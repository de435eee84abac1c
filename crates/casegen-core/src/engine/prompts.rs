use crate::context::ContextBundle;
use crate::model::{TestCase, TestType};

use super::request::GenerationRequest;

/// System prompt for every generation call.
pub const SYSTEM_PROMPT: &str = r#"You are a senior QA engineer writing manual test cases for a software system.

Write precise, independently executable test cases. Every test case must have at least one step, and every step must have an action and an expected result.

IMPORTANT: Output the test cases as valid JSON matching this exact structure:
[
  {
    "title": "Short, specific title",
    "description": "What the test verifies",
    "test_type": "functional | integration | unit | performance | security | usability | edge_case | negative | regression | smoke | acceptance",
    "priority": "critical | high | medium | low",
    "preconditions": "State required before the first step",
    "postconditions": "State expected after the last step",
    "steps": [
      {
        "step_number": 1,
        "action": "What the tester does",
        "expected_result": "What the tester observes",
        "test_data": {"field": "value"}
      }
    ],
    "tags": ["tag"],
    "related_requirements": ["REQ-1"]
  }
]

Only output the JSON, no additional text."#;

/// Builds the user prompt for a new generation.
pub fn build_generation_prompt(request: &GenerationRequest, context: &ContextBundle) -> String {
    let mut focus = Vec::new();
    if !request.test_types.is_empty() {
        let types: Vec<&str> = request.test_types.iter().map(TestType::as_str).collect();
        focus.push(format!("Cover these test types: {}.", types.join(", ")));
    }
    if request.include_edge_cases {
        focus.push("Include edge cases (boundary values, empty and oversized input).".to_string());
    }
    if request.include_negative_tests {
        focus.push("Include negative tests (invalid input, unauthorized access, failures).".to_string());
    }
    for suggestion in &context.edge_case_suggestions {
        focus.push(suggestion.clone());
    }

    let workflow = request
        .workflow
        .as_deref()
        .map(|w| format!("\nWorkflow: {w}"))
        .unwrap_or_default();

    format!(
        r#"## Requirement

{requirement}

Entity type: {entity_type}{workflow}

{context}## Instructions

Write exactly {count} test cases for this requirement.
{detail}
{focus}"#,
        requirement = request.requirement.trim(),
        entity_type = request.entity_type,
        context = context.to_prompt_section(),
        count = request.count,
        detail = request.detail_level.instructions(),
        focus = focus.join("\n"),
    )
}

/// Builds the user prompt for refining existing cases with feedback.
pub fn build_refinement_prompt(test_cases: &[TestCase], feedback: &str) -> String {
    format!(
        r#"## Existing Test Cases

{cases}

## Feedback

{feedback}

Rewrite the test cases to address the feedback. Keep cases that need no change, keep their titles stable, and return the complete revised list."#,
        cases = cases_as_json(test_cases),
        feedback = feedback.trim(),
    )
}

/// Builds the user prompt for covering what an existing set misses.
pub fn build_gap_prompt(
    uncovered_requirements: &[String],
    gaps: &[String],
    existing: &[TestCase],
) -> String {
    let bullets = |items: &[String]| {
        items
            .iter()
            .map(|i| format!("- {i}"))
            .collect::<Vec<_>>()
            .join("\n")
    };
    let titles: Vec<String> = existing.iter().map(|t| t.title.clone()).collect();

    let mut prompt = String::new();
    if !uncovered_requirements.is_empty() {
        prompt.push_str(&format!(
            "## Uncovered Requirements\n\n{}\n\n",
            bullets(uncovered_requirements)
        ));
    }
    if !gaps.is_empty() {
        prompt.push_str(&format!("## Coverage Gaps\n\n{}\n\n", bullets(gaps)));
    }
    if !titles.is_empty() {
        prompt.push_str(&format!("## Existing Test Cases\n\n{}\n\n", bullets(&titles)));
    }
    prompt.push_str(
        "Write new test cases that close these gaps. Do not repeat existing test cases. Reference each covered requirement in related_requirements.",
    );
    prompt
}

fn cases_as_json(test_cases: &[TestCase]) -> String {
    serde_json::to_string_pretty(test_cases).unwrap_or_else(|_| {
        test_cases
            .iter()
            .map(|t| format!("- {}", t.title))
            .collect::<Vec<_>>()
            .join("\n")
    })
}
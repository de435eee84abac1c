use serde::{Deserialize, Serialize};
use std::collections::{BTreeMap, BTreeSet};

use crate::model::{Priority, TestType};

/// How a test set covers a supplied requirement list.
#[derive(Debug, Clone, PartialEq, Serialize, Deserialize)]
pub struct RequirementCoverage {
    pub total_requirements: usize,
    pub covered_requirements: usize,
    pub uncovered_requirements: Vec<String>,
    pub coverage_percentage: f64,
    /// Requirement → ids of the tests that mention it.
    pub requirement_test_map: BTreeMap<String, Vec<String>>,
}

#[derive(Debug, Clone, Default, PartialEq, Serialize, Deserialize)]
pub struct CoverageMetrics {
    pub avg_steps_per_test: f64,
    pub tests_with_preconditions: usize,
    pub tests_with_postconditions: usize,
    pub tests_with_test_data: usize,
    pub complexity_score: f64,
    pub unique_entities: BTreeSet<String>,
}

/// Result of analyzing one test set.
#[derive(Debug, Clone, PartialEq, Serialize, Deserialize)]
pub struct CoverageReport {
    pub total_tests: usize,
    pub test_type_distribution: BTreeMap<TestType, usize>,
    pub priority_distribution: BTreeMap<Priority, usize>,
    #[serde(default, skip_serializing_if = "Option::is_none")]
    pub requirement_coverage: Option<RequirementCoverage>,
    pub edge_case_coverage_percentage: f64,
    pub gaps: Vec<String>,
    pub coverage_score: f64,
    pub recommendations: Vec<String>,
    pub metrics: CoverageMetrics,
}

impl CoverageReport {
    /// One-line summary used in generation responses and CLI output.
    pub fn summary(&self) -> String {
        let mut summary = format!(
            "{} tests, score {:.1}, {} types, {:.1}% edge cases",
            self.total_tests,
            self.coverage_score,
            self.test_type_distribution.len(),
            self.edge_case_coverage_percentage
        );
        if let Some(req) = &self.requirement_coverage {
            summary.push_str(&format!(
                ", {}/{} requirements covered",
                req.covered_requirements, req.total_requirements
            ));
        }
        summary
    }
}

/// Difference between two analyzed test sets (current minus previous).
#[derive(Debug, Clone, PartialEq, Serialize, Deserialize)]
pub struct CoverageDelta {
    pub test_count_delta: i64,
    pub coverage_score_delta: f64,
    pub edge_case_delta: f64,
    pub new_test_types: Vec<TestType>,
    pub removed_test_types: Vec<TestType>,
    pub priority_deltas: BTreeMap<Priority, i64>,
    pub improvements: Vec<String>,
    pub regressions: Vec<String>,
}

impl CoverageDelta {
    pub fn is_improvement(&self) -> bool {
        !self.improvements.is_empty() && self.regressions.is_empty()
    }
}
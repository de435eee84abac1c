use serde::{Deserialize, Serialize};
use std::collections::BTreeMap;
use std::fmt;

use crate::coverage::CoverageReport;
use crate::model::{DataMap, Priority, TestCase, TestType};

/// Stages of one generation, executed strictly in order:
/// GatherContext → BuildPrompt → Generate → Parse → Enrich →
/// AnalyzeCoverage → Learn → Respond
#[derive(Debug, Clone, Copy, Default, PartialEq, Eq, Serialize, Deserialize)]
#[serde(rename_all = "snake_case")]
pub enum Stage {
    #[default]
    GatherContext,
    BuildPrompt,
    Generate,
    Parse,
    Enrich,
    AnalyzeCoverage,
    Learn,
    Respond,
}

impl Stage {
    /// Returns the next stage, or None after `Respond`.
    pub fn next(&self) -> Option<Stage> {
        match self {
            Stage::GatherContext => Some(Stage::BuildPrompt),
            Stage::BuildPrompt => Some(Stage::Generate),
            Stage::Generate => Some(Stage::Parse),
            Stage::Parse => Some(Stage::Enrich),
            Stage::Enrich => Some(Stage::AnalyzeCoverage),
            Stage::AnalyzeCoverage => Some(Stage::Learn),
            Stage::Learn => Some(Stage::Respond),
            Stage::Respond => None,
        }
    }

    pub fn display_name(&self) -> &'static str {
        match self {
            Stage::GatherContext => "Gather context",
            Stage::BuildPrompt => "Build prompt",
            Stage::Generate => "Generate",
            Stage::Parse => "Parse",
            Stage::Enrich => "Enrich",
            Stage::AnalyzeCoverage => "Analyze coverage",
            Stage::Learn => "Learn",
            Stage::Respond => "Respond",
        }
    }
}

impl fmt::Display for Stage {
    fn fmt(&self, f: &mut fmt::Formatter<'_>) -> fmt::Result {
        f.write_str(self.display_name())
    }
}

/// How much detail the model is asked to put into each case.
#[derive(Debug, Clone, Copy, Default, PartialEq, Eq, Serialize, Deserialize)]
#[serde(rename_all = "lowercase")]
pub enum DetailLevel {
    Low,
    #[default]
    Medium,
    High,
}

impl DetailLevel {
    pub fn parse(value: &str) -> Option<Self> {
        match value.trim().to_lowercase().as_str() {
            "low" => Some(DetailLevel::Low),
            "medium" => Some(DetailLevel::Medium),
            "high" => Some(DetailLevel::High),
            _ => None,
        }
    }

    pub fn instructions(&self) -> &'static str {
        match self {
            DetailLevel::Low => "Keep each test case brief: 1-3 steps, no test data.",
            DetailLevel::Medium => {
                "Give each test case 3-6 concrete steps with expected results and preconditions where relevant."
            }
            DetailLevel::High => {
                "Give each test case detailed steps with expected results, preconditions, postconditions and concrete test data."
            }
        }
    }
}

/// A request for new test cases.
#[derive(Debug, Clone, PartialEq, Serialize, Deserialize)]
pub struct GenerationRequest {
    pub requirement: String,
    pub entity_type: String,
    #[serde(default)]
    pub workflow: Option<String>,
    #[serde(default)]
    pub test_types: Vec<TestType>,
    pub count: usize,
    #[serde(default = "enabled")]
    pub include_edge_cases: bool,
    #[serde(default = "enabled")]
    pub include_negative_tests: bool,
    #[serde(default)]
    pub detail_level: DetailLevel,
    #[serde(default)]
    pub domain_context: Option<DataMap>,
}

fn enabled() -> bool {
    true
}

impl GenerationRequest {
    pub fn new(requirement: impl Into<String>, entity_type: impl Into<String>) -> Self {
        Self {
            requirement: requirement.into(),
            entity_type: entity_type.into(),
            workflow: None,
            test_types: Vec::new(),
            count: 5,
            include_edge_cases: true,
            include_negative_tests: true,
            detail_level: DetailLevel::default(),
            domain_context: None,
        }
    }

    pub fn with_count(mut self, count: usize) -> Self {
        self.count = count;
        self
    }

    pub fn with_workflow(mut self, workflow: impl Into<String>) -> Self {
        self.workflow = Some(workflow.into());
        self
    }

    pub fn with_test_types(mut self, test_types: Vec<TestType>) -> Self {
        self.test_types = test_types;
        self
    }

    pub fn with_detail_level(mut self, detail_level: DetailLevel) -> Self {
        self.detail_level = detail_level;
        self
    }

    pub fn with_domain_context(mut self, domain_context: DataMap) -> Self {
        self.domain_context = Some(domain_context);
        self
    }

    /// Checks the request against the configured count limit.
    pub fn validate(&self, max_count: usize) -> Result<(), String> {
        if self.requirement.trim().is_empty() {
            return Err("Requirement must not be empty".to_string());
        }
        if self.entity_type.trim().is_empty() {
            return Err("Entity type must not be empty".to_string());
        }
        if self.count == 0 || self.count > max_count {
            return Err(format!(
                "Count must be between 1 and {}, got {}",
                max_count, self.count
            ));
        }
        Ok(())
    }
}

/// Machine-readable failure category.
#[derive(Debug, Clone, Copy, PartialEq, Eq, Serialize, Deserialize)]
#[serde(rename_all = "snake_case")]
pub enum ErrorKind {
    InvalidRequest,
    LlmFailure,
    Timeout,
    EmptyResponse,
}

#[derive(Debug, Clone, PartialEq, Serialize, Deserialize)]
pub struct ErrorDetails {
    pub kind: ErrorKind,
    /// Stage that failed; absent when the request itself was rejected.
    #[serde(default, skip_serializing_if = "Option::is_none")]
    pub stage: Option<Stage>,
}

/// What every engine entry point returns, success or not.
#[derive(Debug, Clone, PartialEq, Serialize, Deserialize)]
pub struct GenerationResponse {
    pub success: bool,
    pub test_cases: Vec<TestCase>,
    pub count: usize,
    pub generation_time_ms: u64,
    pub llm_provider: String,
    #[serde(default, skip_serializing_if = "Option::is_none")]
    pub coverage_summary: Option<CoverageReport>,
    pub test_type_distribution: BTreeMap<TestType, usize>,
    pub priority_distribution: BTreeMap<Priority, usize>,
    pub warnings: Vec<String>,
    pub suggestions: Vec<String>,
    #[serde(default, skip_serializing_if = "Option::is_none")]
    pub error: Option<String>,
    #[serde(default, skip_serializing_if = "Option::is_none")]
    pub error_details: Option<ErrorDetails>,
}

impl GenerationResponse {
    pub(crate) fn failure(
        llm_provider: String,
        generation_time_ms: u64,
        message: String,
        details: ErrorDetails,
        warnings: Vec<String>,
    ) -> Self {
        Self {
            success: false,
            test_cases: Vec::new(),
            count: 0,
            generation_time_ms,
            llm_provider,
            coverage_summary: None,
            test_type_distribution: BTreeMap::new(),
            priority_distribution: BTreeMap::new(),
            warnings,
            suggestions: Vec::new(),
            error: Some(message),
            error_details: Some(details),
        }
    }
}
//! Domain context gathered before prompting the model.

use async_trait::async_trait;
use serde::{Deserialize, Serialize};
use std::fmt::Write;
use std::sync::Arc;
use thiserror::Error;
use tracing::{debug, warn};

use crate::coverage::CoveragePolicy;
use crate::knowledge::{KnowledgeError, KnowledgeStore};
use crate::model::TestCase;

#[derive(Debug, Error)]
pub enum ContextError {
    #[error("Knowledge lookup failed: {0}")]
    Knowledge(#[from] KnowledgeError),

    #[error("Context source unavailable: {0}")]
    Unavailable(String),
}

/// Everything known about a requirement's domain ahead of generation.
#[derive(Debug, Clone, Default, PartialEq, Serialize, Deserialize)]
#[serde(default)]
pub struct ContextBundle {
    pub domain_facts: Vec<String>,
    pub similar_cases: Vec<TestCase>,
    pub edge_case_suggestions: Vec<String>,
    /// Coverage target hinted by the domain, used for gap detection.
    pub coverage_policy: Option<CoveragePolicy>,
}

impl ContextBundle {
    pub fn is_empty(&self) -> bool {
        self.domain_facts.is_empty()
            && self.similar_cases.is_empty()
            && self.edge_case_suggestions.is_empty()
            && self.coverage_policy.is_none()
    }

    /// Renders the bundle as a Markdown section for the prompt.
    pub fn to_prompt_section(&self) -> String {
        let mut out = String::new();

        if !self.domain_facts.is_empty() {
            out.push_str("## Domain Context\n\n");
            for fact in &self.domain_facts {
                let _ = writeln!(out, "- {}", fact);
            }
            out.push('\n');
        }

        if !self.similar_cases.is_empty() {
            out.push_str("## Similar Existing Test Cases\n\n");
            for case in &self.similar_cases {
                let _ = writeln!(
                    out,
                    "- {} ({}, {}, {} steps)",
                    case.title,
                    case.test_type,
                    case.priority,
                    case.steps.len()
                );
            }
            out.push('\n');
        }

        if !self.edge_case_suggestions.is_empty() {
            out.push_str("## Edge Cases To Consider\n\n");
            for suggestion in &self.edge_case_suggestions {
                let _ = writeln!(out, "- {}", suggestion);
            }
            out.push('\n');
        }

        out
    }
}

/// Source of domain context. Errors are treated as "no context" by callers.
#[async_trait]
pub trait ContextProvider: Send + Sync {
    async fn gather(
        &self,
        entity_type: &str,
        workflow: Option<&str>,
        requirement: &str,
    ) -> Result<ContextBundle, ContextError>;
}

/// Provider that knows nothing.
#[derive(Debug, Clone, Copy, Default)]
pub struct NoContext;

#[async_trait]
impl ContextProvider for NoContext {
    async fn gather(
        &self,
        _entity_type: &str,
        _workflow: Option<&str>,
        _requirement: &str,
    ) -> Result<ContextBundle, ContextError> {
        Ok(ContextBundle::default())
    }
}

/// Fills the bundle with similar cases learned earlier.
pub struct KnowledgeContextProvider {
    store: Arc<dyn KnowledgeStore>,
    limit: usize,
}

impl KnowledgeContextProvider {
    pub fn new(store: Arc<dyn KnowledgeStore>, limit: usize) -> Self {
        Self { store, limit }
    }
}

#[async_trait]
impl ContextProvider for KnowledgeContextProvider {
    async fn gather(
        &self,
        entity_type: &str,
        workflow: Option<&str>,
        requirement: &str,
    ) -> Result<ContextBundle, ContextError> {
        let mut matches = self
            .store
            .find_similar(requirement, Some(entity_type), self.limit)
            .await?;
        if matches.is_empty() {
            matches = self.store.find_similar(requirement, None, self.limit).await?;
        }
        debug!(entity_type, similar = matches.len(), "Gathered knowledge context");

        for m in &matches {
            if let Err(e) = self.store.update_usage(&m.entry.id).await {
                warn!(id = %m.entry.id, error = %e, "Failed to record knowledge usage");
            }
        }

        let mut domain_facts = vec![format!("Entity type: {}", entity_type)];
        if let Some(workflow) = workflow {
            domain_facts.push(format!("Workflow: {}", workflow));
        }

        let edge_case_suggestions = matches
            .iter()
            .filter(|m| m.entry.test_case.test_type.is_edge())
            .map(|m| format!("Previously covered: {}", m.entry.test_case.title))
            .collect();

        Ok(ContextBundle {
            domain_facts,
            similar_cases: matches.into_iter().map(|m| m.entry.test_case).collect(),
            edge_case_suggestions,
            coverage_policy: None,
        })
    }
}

Prompt:
Give only the number of lines in the entries that contain "results".

Response for this exercise:
2